Unfortunately, Misha has to do his chores first. And learn how to talk to Phoebe, the beautiful customs officer. And leave the planet.
But the death of a famous author unexpectedly drags Misha and Phoebe into a system-wide conspiracy, complete with smuggling, international art thieves, multi-system corporations, canapés and exploding pigs. This is Misha’s chance to prove he has what it takes!
After all, surely anyone can be Elite if they dream…
Elite Dangerous: Nemorensis—Simon Spurrier (October 16, Gollancz)
Two lovers steal a spaceship and go on the run, attacking at random and revelling in the fame and glory their violence brings them. Celebrated by the jaded youth of the Federation and urged on to ever more flashy acts of destruction, they know it won’t be long before they are caught and killed.
But someone is following the couple.

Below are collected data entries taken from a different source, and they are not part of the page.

//! Cross-component integration tests.
//!
//! These exercise flows that span more than one billing-core component in a single
//! request, the way a real subscription-update or invoice-dispute request would:
//! - proration -> invoice line items -> finalize -> recalculation
//! - coupon discount -> credit note refund -> wallet top-up
//! - scheduled export boundaries feeding an ad-hoc workflow trigger

use billing_core::coupon::{Coupon, CouponCadence, CouponDiscount, CouponStatus};
use billing_core::credit_note::CreditNoteStatus;
use billing_core::invoice::{Invoice, InvoiceLineItem, InvoiceStatus, InvoiceType, PaymentStatus};
use billing_core::money::{Currency, Money};
use billing_core::proration::{ProrationAction, ProrationBehavior, ProrationParams, ProrationStrategy};
use billing_core::scheduled_export::{calculate_interval_boundaries, ExportInterval};
use billing_core::service::{CouponService, CreditNoteService};
use billing_core::wallet::WalletManager;
use billing_core::{CreditNoteId, InvoiceId, InvoiceLineItemId, SubscriptionId};
use billing_integration_tests::common::{
    FakeCouponCounter, FakeRepository, FakeTransactionPort, FakeWebhookPublisher, TestFixture,
};
use chrono::{TimeZone, Utc};
use chrono_tz::Tz;
use rust_decimal::Decimal;
use rust_decimal_macros::dec;
use std::sync::Arc;

fn credit_note_id(note: &billing_core::credit_note::CreditNote) -> CreditNoteId {
    note.id
}

fn invoice_id(invoice: &Invoice) -> InvoiceId {
    invoice.id
}

/// A subscription upgrade mid-period: proration produces a net adjustment, which is
/// added to the replacement invoice as a line item before the invoice is finalized.
#[test]
fn subscription_upgrade_prorates_into_a_finalized_invoice() {
    let fixture = TestFixture::new();

    let current_period_start = Utc.with_ymd_and_hms(2026, 3, 1, 0, 0, 0).unwrap();
    let current_period_end = Utc.with_ymd_and_hms(2026, 4, 1, 0, 0, 0).unwrap();
    let proration_date = Utc.with_ymd_and_hms(2026, 3, 16, 0, 0, 0).unwrap();

    let params = ProrationParams {
        action: ProrationAction::Upgrade,
        old_unit_amount: Some(dec!(49.00)),
        new_unit_amount: Some(dec!(99.00)),
        old_qty: Decimal::ONE,
        new_qty: Decimal::ONE,
        old_amount_paid: Money::new(dec!(49.00), Currency::USD),
        proration_date,
        current_period_start,
        current_period_end,
        proration_behavior: ProrationBehavior::CreateProrations,
        strategy: ProrationStrategy::DayBased,
        plan_pay_in_advance: true,
        currency: Currency::USD,
        customer_timezone: Tz::UTC,
        is_usage_based: false,
    };
    let proration = billing_core::proration::prorate(params).expect("proration should succeed");

    let mut invoice = Invoice::new_draft(
        fixture.customer_id,
        Some(SubscriptionId::new()),
        Currency::USD,
        InvoiceType::Subscription,
        "INV-5001".to_string(),
        1,
    );
    for item in proration.credit_items.iter().chain(proration.charge_items.iter()) {
        invoice.add_line_item(InvoiceLineItem {
            id: InvoiceLineItemId::new(),
            invoice_id: invoice.id,
            amount: item.amount,
            quantity: Decimal::ONE,
            price_id: None,
            subscription_line_item_id: None,
            display_name: item.description.clone(),
            period_start: Some(proration_date),
            period_end: Some(current_period_end),
            meter_id: None,
        });
    }
    invoice.amount_due = invoice.total;
    invoice.finalize(None);

    assert_eq!(invoice.invoice_status, InvoiceStatus::Finalized);
    assert_eq!(invoice.total.amount, proration.net_amount.amount);
}

/// A coupon discount lowers amount_due on a finalized invoice, the invoice is paid,
/// then disputed: a refund credit note is issued, finalized, and the refunded amount
/// lands back in the customer's wallet in the same transaction.
#[tokio::test]
async fn coupon_discount_then_refund_round_trips_through_the_wallet() {
    let fixture = TestFixture::new();

    let mut invoice = Invoice::new_draft(
        fixture.customer_id,
        Some(SubscriptionId::new()),
        Currency::USD,
        InvoiceType::Subscription,
        "INV-6001".to_string(),
        1,
    );
    let line_item_id = InvoiceLineItemId::new();
    invoice.add_line_item(InvoiceLineItem {
        id: line_item_id,
        invoice_id: invoice.id,
        amount: Money::new(dec!(150.00), Currency::USD),
        quantity: Decimal::ONE,
        price_id: None,
        subscription_line_item_id: None,
        display_name: "Annual plan".to_string(),
        period_start: None,
        period_end: None,
        meter_id: None,
    });
    invoice.amount_due = invoice.total;

    let counter = Arc::new(FakeCouponCounter::with_prior_count(0));
    let coupon_service = CouponService::new(counter);
    let coupon = Coupon {
        id: billing_core::CouponId::new(),
        status: CouponStatus::Published,
        currency: Some(Currency::USD),
        redeem_after: None,
        redeem_before: None,
        max_redemptions: None,
        total_redemptions: 0,
        cadence: CouponCadence::Once,
        duration_in_periods: None,
        discount: CouponDiscount::Fixed { amount: dec!(20.00) },
    };
    coupon_service
        .apply_to_invoice(&coupon, &mut invoice, invoice.subscription_id)
        .await
        .expect("coupon should apply to the draft invoice");
    assert_eq!(invoice.amount_due.amount, dec!(130.00));

    // Finalize and mark fully paid at the discounted amount.
    invoice.total = invoice.amount_due;
    invoice.invoice_status = InvoiceStatus::Finalized;
    invoice.amount_paid = invoice.amount_due;
    invoice.amount_remaining = Money::zero(Currency::USD);
    invoice.payment_status = PaymentStatus::Succeeded;

    let credit_notes = Arc::new(FakeRepository::new(
        credit_note_id as fn(&_) -> CreditNoteId,
    ));
    let invoices = Arc::new(FakeRepository::new(invoice_id as fn(&_) -> InvoiceId));
    let wallets = Arc::new(WalletManager::new());
    let tx = Arc::new(FakeTransactionPort);
    let publisher = Arc::new(FakeWebhookPublisher::default());
    let credit_note_service =
        CreditNoteService::new(credit_notes, invoices, wallets.clone(), tx, publisher.clone());
    let ctx = fixture.request_context();

    let mut note = credit_note_service
        .create(
            &ctx,
            &invoice,
            &[(line_item_id, Money::new(dec!(130.00), Currency::USD))],
            "CN-6001".to_string(),
            "customer disputed the charge".to_string(),
            None,
            |_| Ok(None),
        )
        .await
        .expect("credit note creation should succeed");

    credit_note_service
        .finalize(&ctx, &mut note, &mut invoice)
        .await
        .expect("finalize should succeed");

    assert_eq!(note.credit_note_status, CreditNoteStatus::Finalized);
    assert_eq!(invoice.payment_status, PaymentStatus::Refunded);

    let wallet = wallets
        .get_wallet(fixture.customer_id, Currency::USD)
        .expect("wallet should have been created by the refund top-up");
    assert_eq!(wallet.balance, dec!(130.00));
    assert_eq!(publisher.events.lock().unwrap().len(), 1);
}

/// A repeated-cadence coupon degrades to allow-through on a counting failure, while a
/// once-cadence coupon with the same failure fails closed (spec-documented asymmetry,
/// exercised here the way a billing request would actually observe it: through
/// `CouponService`, not the bare validation function).
#[tokio::test]
async fn repeated_cadence_coupon_survives_a_counter_failure_differently_than_once_cadence() {
    struct FailingCounter;

    #[async_trait::async_trait]
    impl billing_core::ports::repository::CouponApplicationCounter for FailingCounter {
        async fn count_by_subscription_and_coupon(
            &self,
            _subscription_id: SubscriptionId,
            _coupon_id: billing_core::CouponId,
        ) -> billing_common::BillingResult<u32> {
            Err(billing_common::BillingError::database("counter query failed"))
        }

        async fn create_application(
            &self,
            _application: &billing_core::coupon::CouponApplication,
        ) -> billing_common::BillingResult<()> {
            Ok(())
        }
    }

    let fixture = TestFixture::new();

    let once_service = CouponService::new(Arc::new(FailingCounter));
    let mut once_invoice = Invoice::new_draft(
        fixture.customer_id,
        Some(SubscriptionId::new()),
        Currency::USD,
        InvoiceType::Subscription,
        "INV-7001".to_string(),
        1,
    );
    once_invoice.total = Money::new(dec!(100.00), Currency::USD);
    once_invoice.amount_due = once_invoice.total;
    let once_coupon = Coupon {
        id: billing_core::CouponId::new(),
        status: CouponStatus::Published,
        currency: Some(Currency::USD),
        redeem_after: None,
        redeem_before: None,
        max_redemptions: None,
        total_redemptions: 0,
        cadence: CouponCadence::Once,
        duration_in_periods: None,
        discount: CouponDiscount::Percent { rate: dec!(10) },
    };
    let once_result = once_service
        .apply_to_invoice(&once_coupon, &mut once_invoice, once_invoice.subscription_id)
        .await;
    assert!(once_result.is_err(), "once-cadence coupons must fail closed on a counter failure");

    let repeated_service = CouponService::new(Arc::new(FailingCounter));
    let mut repeated_invoice = Invoice::new_draft(
        fixture.customer_id,
        Some(SubscriptionId::new()),
        Currency::USD,
        InvoiceType::Subscription,
        "INV-7002".to_string(),
        1,
    );
    repeated_invoice.total = Money::new(dec!(100.00), Currency::USD);
    repeated_invoice.amount_due = repeated_invoice.total;
    let repeated_coupon = Coupon {
        id: billing_core::CouponId::new(),
        status: CouponStatus::Published,
        currency: Some(Currency::USD),
        redeem_after: None,
        redeem_before: None,
        max_redemptions: None,
        total_redemptions: 0,
        cadence: CouponCadence::Repeated,
        duration_in_periods: Some(3),
        discount: CouponDiscount::Percent { rate: dec!(10) },
    };
    let repeated_result = repeated_service
        .apply_to_invoice(&repeated_coupon, &mut repeated_invoice, repeated_invoice.subscription_id)
        .await;
    assert!(repeated_result.is_ok(), "repeated-cadence coupons must allow through on a counter failure");
}

/// A scheduled weekly export's force-run window, computed independently of the
/// orchestrator's workflow port, still agrees with what the port is handed.
#[test]
fn scheduled_export_boundary_matches_across_weekly_and_monthly_intervals() {
    let now = Utc.with_ymd_and_hms(2026, 4, 10, 9, 0, 0).unwrap();

    let (weekly_start, weekly_end) = calculate_interval_boundaries(now, ExportInterval::Weekly);
    assert!(weekly_start < weekly_end);
    assert_eq!(weekly_end - weekly_start, chrono::Duration::days(7));

    let (monthly_start, monthly_end) = calculate_interval_boundaries(now, ExportInterval::Monthly);
    assert_eq!(monthly_start, Utc.with_ymd_and_hms(2026, 3, 1, 0, 0, 0).unwrap());
    assert_eq!(monthly_end, Utc.with_ymd_and_hms(2026, 4, 1, 0, 0, 0).unwrap());
}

Someone who knows why they are so obsessed with each other. Who knows where they are heading. Who knows why.
Someone who knows more about them than they do themselves. And has another plan for their deaths…
Elite Dangerous: Wanted—Gavin Deas (October 16, Gollancz)
When a routine bit of piracy goes wrong, the crew of the Song of Stone realise that there’s a bounty hunter on their tail. One who might, finally, be able to outclass them. The Dragon Queen is feared across space, and for good reason. But even the bounty hunter doesn’t realise what she’s been hired to do. Or what is in the container she’s been sent to retrieve.
And she’s not the only hunter in the game…
Blue Lily, Lily Blue (Raven Cycle #3)—Maggie Stiefvater (October 21, Scholastic)
Blue Sargent has found things. For the first time in her life, she has friends she can trust, a group to which she can belong. The Raven Boys have taken her in as one of their own. Their problems have become hers, and her problems have become theirs.
The trick with found things, though, is how easily they can be lost. Friends can betray. Mothers can disappear. Visions can mislead.
Certainties can unravel…
A Man Lies Dreaming—Lavie Tidhar (October 23, Hodder)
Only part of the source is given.